**To do**. All lines of the data shown below should be output exactly as they stand.

**Stored data**.
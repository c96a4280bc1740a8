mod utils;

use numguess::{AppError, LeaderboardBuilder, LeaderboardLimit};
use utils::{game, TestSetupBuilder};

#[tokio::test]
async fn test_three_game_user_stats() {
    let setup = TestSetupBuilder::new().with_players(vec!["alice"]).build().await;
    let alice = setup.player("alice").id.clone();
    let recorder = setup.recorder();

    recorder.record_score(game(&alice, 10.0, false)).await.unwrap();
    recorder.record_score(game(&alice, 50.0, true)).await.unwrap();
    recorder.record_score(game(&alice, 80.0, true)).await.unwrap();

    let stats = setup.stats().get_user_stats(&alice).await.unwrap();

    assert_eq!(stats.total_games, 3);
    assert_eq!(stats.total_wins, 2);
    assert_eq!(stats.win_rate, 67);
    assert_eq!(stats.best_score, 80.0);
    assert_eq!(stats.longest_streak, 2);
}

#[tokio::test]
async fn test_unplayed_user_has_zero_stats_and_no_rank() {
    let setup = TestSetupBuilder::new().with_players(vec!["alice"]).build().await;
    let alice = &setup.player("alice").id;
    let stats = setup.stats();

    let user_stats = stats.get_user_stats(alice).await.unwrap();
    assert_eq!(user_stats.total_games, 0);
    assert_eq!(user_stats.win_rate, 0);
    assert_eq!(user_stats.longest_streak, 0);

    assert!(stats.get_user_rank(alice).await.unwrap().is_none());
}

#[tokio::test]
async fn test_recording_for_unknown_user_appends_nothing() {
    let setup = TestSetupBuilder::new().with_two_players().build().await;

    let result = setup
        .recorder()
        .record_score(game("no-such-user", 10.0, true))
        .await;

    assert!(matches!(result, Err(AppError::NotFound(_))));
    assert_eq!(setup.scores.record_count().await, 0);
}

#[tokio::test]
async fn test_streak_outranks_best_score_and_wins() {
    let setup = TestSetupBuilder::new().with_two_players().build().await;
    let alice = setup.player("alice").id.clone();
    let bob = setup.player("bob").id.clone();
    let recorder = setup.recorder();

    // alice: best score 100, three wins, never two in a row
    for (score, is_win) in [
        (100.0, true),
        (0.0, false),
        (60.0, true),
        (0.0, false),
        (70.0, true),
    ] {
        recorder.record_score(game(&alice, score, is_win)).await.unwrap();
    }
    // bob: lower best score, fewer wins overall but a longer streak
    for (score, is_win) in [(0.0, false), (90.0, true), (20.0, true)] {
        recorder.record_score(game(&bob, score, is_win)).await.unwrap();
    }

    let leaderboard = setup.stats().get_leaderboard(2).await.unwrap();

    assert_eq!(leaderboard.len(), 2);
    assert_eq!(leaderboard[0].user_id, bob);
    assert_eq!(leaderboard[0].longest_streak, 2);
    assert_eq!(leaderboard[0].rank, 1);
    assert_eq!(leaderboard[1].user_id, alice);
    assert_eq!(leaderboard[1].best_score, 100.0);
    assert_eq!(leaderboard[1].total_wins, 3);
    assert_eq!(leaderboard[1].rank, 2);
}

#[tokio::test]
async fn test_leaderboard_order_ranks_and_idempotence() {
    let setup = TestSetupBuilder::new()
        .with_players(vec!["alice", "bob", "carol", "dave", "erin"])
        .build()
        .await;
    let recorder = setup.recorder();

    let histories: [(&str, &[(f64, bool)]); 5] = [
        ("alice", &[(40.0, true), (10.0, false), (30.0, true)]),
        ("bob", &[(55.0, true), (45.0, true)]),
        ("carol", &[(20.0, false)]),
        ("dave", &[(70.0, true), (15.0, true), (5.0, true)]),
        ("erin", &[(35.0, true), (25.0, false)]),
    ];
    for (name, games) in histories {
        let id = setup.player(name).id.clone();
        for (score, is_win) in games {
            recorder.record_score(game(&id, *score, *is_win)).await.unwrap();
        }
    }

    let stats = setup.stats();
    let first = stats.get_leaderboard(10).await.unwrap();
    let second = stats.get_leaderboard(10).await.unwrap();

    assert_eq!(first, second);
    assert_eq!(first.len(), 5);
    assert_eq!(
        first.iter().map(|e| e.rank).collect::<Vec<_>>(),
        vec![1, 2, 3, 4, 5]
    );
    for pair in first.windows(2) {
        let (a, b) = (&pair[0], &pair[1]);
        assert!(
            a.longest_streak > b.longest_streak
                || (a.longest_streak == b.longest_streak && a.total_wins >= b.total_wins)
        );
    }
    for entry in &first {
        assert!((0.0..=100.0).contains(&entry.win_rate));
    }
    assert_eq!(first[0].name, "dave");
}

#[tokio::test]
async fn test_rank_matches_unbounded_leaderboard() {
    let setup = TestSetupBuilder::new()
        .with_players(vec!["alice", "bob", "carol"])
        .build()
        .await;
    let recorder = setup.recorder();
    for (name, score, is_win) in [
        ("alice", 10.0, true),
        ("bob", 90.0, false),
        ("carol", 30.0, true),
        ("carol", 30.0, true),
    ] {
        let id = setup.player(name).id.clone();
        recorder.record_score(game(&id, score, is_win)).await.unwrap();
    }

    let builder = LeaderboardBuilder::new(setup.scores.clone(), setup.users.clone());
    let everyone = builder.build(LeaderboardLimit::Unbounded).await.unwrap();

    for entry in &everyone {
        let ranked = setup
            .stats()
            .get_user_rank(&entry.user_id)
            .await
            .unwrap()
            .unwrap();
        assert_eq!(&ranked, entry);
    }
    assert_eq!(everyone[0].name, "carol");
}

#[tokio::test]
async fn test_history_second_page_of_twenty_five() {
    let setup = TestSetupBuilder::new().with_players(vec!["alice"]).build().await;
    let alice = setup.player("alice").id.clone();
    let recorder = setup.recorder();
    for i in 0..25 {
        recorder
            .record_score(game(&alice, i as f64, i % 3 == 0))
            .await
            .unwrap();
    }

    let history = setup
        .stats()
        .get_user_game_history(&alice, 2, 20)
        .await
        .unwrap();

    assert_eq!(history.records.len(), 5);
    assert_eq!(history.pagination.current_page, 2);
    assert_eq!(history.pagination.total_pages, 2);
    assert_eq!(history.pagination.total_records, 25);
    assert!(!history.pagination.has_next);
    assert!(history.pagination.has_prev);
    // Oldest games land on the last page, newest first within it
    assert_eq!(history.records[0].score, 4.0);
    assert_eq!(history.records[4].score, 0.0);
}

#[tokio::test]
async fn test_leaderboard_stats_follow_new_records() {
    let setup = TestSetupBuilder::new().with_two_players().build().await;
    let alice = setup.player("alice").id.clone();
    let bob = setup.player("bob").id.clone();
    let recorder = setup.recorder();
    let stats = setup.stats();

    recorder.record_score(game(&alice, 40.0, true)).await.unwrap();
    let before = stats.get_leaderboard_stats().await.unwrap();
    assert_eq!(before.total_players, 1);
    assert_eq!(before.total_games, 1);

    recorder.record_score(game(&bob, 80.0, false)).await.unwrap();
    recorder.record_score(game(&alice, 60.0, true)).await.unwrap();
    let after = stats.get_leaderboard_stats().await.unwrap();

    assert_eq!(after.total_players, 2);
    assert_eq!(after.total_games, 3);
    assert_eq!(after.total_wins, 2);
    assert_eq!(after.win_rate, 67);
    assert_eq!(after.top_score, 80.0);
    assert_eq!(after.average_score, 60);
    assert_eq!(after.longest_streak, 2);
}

**Answer box**.
repository c96a4280bc1740a8
mod utils;

use numguess::{AppError, LeaderboardBuilder, LeaderboardLimit};
use utils::{game, TestSetupBuilder};

#[tokio::test]
async fn test_three_game_user_stats() {
    let setup = TestSetupBuilder::new().with_players(vec!["alice"]).build().await;
    let alice = setup.player("alice").id.clone();
    let recorder = setup.recorder();

    recorder.record_score(game(&alice, 10.0, false)).await.unwrap();
    recorder.record_score(game(&alice, 50.0, true)).await.unwrap();
    recorder.record_score(game(&alice, 80.0, true)).await.unwrap();

    let stats = setup.stats().get_user_stats(&alice).await.unwrap();

    assert_eq!(stats.total_games, 3);
    assert_eq!(stats.total_wins, 2);
    assert_eq!(stats.win_rate, 67);
    assert_eq!(stats.best_score, 80.0);
    assert_eq!(stats.longest_streak, 2);
}

#[tokio::test]
async fn test_unplayed_user_has_zero_stats_and_no_rank() {
    let setup = TestSetupBuilder::new().with_players(vec!["alice"]).build().await;
    let alice = &setup.player("alice").id;
    let stats = setup.stats();

    let user_stats = stats.get_user_stats(alice).await.unwrap();
    assert_eq!(user_stats.total_games, 0);
    assert_eq!(user_stats.win_rate, 0);
    assert_eq!(user_stats.longest_streak, 0);

    assert!(stats.get_user_rank(alice).await.unwrap().is_none());
}

#[tokio::test]
async fn test_recording_for_unknown_user_appends_nothing() {
    let setup = TestSetupBuilder::new().with_two_players().build().await;

    let result = setup
        .recorder()
        .record_score(game("no-such-user", 10.0, true))
        .await;

    assert!(matches!(result, Err(AppError::NotFound(_))));
    assert_eq!(setup.scores.record_count().await, 0);
}

#[tokio::test]
async fn test_streak_outranks_best_score_and_wins() {
    let setup = TestSetupBuilder::new().with_two_players().build().await;
    let alice = setup.player("alice").id.clone();
    let bob = setup.player("bob").id.clone();
    let recorder = setup.recorder();

    // alice: best score 100, three wins, never two in a row
    for (score, is_win) in [
        (100.0, true),
        (0.0, false),
        (60.0, true),
        (0.0, false),
        (70.0, true),
    ] {
        recorder.record_score(game(&alice, score, is_win)).await.unwrap();
    }
    // bob: lower best score, fewer wins overall but a longer streak
    for (score, is_win) in [(0.0, false), (90.0, true), (20.0, true)] {
        recorder.record_score(game(&bob, score, is_win)).await.unwrap();
    }

    let leaderboard = setup.stats().get_leaderboard(2).await.unwrap();

    assert_eq!(leaderboard.len(), 2);
    assert_eq!(leaderboard[0].user_id, bob);
    assert_eq!(leaderboard[0].longest_streak, 2);
    assert_eq!(leaderboard[0].rank, 1);
    assert_eq!(leaderboard[1].user_id, alice);
    assert_eq!(leaderboard[1].best_score, 100.0);
    assert_eq!(leaderboard[1].total_wins, 3);
    assert_eq!(leaderboard[1].rank, 2);
}

#[tokio::test]
async fn test_leaderboard_order_ranks_and_idempotence() {
    let setup = TestSetupBuilder::new()
        .with_players(vec!["alice", "bob", "carol", "dave", "erin"])
        .build()
        .await;
    let recorder = setup.recorder();

    let histories: [(&str, &[(f64, bool)]); 5] = [
        ("alice", &[(40.0, true), (10.0, false), (30.0, true)]),
        ("bob", &[(55.0, true), (45.0, true)]),
        ("carol", &[(20.0, false)]),
        ("dave", &[(70.0, true), (15.0, true), (5.0, true)]),
        ("erin", &[(35.0, true), (25.0, false)]),
    ];
    for (name, games) in histories {
        let id = setup.player(name).id.clone();
        for (score, is_win) in games {
            recorder.record_score(game(&id, *score, *is_win)).await.unwrap();
        }
    }

    let stats = setup.stats();
    let first = stats.get_leaderboard(10).await.unwrap();
    let second = stats.get_leaderboard(10).await.unwrap();

    assert_eq!(first, second);
    assert_eq!(first.len(), 5);
    assert_eq!(
        first.iter().map(|e| e.rank).collect::<Vec<_>>(),
        vec![1, 2, 3, 4, 5]
    );
    for pair in first.windows(2) {
        let (a, b) = (&pair[0], &pair[1]);
        assert!(
            a.longest_streak > b.longest_streak
                || (a.longest_streak == b.longest_streak && a.total_wins >= b.total_wins)
        );
    }
    for entry in &first {
        assert!((0.0..=100.0).contains(&entry.win_rate));
    }
    assert_eq!(first[0].name, "dave");
}

#[tokio::test]
async fn test_rank_matches_unbounded_leaderboard() {
    let setup = TestSetupBuilder::new()
        .with_players(vec!["alice", "bob", "carol"])
        .build()
        .await;
    let recorder = setup.recorder();
    for (name, score, is_win) in [
        ("alice", 10.0, true),
        ("bob", 90.0, false),
        ("carol", 30.0, true),
        ("carol", 30.0, true),
    ] {
        let id = setup.player(name).id.clone();
        recorder.record_score(game(&id, score, is_win)).await.unwrap();
    }

    let builder = LeaderboardBuilder::new(setup.scores.clone(), setup.users.clone());
    let everyone = builder.build(LeaderboardLimit::Unbounded).await.unwrap();

    for entry in &everyone {
        let ranked = setup
            .stats()
            .get_user_rank(&entry.user_id)
            .await
            .unwrap()
            .unwrap();
        assert_eq!(&ranked, entry);
    }
    assert_eq!(everyone[0].name, "carol");
}

#[tokio::test]
async fn test_history_second_page_of_twenty_five() {
    let setup = TestSetupBuilder::new().with_players(vec!["alice"]).build().await;
    let alice = setup.player("alice").id.clone();
    let recorder = setup.recorder();
    for i in 0..25 {
        recorder
            .record_score(game(&alice, i as f64, i % 3 == 0))
            .await
            .unwrap();
    }

    let history = setup
        .stats()
        .get_user_game_history(&alice, 2, 20)
        .await
        .unwrap();

    assert_eq!(history.records.len(), 5);
    assert_eq!(history.pagination.current_page, 2);
    assert_eq!(history.pagination.total_pages, 2);
    assert_eq!(history.pagination.total_records, 25);
    assert!(!history.pagination.has_next);
    assert!(history.pagination.has_prev);
    // Oldest games land on the last page, newest first within it
    assert_eq!(history.records[0].score, 4.0);
    assert_eq!(history.records[4].score, 0.0);
}

#[tokio::test]
async fn test_leaderboard_stats_follow_new_records() {
    let setup = TestSetupBuilder::new().with_two_players().build().await;
    let alice = setup.player("alice").id.clone();
    let bob = setup.player("bob").id.clone();
    let recorder = setup.recorder();
    let stats = setup.stats();

    recorder.record_score(game(&alice, 40.0, true)).await.unwrap();
    let before = stats.get_leaderboard_stats().await.unwrap();
    assert_eq!(before.total_players, 1);
    assert_eq!(before.total_games, 1);

    recorder.record_score(game(&bob, 80.0, false)).await.unwrap();
    recorder.record_score(game(&alice, 60.0, true)).await.unwrap();
    let after = stats.get_leaderboard_stats().await.unwrap();

    assert_eq!(after.total_players, 2);
    assert_eq!(after.total_games, 3);
    assert_eq!(after.total_wins, 2);
    assert_eq!(after.win_rate, 67);
    assert_eq!(after.top_score, 80.0);
    assert_eq!(after.average_score, 60);
    assert_eq!(after.longest_streak, 2);
}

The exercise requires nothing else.